[GIVEN RECORDS Boundary: Start]

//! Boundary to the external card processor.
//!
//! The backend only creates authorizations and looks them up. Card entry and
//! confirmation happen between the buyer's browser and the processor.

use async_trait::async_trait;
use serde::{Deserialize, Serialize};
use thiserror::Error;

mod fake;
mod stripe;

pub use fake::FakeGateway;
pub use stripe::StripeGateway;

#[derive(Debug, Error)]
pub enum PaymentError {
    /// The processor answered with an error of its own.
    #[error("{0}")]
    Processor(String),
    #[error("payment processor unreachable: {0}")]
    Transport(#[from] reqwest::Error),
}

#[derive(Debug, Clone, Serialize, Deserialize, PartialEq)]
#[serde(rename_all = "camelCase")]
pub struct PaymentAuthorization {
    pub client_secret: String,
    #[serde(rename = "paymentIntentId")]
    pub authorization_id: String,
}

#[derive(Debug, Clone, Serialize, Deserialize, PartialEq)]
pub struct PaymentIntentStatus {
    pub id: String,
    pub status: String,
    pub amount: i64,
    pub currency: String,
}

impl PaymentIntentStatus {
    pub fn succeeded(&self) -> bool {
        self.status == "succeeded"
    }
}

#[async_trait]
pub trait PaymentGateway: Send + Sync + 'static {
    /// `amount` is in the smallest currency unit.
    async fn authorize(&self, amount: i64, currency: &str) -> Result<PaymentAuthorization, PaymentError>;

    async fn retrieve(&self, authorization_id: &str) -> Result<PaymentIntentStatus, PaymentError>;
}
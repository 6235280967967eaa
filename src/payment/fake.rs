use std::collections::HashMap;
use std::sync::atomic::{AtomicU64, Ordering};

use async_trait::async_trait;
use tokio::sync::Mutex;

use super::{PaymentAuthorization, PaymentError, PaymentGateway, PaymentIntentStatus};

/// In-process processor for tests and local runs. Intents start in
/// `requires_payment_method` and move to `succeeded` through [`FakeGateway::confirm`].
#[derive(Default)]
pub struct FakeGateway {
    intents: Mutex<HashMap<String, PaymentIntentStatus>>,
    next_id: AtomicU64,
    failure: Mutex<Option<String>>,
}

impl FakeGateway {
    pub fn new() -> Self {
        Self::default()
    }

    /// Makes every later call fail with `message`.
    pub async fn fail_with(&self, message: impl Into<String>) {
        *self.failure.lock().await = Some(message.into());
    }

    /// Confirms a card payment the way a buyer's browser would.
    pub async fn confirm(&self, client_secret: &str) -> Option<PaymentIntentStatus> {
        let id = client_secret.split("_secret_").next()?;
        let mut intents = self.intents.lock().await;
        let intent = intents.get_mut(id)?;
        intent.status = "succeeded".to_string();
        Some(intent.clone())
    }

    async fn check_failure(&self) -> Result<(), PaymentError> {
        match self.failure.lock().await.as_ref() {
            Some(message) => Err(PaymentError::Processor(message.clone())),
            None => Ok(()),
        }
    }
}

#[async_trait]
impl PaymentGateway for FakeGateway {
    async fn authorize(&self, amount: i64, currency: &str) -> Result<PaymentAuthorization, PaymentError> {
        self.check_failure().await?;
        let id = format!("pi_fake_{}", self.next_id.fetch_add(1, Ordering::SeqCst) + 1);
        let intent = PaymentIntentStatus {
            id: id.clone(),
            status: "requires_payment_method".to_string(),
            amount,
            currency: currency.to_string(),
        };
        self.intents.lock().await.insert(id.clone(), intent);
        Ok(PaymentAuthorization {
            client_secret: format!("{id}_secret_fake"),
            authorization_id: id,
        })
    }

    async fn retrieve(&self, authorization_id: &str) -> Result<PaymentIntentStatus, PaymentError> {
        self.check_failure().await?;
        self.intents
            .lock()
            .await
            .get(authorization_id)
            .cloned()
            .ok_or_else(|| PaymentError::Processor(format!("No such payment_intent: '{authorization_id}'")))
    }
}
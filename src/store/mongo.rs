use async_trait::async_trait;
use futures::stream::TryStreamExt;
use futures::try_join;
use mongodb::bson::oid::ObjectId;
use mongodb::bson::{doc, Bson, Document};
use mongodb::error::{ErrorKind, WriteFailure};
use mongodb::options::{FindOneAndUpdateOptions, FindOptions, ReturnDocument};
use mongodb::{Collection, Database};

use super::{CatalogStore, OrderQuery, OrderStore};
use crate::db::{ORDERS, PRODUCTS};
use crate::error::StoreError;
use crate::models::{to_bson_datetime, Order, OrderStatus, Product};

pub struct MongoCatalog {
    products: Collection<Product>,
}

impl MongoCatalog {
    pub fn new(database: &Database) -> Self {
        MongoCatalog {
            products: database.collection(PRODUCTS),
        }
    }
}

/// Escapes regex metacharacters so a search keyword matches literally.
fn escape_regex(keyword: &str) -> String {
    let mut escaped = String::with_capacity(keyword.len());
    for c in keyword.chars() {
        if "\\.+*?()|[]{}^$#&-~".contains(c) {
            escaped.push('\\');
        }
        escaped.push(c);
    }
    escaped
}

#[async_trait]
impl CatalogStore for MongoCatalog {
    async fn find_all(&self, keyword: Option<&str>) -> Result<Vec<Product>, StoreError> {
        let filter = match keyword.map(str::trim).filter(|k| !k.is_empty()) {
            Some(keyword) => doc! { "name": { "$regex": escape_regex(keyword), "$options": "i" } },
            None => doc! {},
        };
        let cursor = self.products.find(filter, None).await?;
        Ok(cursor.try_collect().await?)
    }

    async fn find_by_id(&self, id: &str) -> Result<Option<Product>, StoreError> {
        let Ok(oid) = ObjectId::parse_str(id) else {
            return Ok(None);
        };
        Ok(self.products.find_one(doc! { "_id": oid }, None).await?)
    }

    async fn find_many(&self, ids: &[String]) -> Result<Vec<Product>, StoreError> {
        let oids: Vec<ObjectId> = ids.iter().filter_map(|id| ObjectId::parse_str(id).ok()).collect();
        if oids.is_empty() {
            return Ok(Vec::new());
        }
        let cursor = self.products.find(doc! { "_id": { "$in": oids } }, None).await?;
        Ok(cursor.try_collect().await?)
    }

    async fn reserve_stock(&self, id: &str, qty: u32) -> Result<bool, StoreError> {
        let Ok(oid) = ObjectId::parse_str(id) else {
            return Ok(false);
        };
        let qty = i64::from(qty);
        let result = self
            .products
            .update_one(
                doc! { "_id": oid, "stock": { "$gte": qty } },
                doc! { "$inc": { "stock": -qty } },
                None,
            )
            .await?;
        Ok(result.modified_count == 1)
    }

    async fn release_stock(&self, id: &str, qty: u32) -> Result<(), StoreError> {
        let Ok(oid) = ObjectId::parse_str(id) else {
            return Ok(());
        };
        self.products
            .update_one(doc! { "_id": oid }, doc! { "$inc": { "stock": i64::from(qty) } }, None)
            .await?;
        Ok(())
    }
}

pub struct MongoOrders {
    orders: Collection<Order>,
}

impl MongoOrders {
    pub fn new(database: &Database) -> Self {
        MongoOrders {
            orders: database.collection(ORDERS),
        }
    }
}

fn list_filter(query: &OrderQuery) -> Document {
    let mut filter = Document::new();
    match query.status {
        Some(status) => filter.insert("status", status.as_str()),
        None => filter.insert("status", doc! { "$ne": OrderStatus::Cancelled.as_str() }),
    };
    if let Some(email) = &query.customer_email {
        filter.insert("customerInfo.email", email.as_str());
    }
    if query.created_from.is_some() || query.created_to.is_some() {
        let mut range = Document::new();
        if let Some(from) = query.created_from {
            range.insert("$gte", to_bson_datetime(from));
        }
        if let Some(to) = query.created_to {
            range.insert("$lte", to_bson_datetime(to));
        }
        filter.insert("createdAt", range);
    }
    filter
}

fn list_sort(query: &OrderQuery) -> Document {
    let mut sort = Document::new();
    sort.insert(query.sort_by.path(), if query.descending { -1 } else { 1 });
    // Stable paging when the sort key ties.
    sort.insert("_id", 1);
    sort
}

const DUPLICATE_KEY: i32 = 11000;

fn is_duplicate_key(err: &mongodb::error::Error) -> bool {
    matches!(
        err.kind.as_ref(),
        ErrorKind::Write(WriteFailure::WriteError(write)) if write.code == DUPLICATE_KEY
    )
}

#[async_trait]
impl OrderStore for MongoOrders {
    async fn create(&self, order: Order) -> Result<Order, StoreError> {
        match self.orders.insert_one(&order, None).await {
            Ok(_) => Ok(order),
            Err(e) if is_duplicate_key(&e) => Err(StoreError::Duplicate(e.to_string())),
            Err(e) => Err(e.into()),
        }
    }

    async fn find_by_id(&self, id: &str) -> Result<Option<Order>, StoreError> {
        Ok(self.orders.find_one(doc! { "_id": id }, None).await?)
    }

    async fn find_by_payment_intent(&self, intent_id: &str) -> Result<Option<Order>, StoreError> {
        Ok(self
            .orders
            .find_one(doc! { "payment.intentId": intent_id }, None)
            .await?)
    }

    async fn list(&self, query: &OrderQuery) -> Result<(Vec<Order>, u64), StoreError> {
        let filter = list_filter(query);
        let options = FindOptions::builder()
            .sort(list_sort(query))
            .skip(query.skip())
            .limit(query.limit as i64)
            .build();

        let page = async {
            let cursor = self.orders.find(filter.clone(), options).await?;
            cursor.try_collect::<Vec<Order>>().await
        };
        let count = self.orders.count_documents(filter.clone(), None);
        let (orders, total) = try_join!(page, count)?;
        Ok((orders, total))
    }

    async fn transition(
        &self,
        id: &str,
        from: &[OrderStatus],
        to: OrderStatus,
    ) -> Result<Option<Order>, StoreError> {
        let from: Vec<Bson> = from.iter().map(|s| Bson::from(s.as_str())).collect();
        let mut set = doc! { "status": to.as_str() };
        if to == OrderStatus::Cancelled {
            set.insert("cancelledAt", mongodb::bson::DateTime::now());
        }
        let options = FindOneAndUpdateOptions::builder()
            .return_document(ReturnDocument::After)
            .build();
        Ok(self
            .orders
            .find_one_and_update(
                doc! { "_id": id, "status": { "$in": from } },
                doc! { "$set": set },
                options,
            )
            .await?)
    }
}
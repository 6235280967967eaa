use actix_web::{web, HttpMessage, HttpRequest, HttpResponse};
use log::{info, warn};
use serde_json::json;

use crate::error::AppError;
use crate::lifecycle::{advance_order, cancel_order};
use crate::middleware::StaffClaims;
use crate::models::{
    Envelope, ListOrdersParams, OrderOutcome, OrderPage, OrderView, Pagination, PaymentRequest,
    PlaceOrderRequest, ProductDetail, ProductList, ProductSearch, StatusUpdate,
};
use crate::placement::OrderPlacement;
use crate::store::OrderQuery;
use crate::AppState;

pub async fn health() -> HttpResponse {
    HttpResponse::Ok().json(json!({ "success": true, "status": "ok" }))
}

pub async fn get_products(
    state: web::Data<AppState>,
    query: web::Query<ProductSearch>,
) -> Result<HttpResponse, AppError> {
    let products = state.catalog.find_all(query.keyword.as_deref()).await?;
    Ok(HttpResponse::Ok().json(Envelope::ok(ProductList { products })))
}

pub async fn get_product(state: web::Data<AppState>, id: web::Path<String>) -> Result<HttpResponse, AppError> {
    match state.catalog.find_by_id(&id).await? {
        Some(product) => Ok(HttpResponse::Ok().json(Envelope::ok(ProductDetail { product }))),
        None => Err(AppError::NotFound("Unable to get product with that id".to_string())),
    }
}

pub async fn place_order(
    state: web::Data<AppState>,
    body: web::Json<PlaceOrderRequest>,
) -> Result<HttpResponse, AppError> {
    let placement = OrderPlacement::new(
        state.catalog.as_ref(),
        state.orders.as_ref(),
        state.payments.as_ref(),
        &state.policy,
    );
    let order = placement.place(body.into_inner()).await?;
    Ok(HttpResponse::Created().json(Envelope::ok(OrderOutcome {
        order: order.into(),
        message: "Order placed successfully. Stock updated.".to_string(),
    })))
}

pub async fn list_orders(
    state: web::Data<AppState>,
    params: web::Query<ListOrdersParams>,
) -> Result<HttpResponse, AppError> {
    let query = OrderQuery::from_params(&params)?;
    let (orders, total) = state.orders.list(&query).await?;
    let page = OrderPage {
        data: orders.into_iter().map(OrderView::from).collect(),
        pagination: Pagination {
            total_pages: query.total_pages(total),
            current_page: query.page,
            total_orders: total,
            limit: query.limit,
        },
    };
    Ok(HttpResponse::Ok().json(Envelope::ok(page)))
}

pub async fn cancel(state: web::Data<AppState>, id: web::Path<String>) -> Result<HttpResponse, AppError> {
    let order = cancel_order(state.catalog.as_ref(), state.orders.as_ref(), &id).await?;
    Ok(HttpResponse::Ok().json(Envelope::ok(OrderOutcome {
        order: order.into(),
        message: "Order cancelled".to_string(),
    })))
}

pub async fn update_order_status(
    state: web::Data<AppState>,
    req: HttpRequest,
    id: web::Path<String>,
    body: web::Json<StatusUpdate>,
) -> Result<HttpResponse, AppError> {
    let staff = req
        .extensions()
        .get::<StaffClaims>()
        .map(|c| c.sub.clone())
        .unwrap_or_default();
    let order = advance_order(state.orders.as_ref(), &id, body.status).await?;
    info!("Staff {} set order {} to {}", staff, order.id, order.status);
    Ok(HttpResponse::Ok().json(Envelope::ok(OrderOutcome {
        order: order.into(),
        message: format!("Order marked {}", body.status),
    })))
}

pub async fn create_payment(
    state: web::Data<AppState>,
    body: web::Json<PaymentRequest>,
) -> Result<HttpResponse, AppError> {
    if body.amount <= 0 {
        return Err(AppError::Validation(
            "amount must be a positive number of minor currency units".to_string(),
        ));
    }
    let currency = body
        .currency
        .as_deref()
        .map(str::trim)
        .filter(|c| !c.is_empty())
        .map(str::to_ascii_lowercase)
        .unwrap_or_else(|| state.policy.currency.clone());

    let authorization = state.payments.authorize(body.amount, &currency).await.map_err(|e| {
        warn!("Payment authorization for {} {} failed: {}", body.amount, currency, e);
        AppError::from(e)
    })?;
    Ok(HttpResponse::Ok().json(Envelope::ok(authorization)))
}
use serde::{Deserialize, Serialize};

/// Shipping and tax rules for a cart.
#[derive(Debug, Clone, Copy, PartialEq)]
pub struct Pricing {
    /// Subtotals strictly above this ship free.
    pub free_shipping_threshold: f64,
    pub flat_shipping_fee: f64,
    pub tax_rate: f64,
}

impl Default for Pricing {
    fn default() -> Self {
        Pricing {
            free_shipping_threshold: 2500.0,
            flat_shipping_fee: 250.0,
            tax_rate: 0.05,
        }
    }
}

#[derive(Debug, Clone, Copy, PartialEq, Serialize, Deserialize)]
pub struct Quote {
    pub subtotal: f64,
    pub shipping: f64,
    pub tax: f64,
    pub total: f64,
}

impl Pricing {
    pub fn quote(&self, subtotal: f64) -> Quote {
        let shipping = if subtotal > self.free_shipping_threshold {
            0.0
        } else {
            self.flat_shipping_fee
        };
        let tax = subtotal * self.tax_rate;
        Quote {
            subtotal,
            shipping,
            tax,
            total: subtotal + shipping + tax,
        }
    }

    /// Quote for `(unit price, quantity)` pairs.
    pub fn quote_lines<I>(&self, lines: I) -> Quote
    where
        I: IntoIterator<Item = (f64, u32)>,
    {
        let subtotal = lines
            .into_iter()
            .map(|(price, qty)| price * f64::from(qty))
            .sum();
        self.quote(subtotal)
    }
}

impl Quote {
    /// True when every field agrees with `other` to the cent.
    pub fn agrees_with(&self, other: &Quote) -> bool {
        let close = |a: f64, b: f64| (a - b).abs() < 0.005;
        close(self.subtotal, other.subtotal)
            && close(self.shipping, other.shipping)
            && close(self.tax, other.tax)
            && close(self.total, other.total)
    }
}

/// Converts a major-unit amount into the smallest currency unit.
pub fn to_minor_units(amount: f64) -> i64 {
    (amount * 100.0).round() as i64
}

[GIVEN RECORDS Boundary: End]
[GIVEN RECORDS Boundary: Start]

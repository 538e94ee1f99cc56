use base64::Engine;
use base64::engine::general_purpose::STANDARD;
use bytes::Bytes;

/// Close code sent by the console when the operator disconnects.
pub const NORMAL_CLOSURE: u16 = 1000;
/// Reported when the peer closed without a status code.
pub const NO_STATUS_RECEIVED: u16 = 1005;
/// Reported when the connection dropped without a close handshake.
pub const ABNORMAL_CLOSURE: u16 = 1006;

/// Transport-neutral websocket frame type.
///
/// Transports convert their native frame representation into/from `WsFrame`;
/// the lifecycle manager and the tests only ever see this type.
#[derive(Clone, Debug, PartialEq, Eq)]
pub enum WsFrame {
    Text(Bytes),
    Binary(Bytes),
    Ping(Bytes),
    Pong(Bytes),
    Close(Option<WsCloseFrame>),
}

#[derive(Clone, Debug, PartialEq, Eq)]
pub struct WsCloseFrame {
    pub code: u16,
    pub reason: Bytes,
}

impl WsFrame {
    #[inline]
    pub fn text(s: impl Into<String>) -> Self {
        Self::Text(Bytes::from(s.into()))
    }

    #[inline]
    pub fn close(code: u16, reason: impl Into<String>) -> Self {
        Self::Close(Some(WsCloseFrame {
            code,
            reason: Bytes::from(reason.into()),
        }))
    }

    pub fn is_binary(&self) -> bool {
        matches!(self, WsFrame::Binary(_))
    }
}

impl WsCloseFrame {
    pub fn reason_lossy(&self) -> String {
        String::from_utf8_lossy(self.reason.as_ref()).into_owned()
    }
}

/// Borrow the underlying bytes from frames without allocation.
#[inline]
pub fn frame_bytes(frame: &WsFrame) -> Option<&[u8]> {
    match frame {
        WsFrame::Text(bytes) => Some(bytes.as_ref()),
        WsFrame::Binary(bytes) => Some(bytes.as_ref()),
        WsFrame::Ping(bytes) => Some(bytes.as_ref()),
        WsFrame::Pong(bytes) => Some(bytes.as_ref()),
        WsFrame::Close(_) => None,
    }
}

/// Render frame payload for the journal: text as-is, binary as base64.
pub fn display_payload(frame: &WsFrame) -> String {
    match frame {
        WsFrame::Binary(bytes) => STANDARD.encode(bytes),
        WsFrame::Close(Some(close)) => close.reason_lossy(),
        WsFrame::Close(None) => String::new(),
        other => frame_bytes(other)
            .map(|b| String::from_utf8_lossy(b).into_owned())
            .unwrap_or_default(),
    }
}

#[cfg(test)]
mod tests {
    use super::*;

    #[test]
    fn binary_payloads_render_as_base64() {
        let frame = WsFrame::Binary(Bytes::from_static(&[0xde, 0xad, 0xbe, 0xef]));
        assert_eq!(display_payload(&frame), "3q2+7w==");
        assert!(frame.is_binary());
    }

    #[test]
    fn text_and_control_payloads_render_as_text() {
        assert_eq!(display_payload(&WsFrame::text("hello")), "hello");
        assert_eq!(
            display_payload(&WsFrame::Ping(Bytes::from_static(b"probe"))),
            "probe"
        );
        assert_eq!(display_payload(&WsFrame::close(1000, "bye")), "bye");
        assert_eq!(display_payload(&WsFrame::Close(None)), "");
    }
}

[GIVEN RECORDS Boundary: End]

DIRECTIONS
Identify each line in the entries with the word "only" and copy it.

EXERCISE RESULT
//! The backend only creates authorizations and looks them up. Card entry and
/// the lifecycle manager and the tests only ever see this type.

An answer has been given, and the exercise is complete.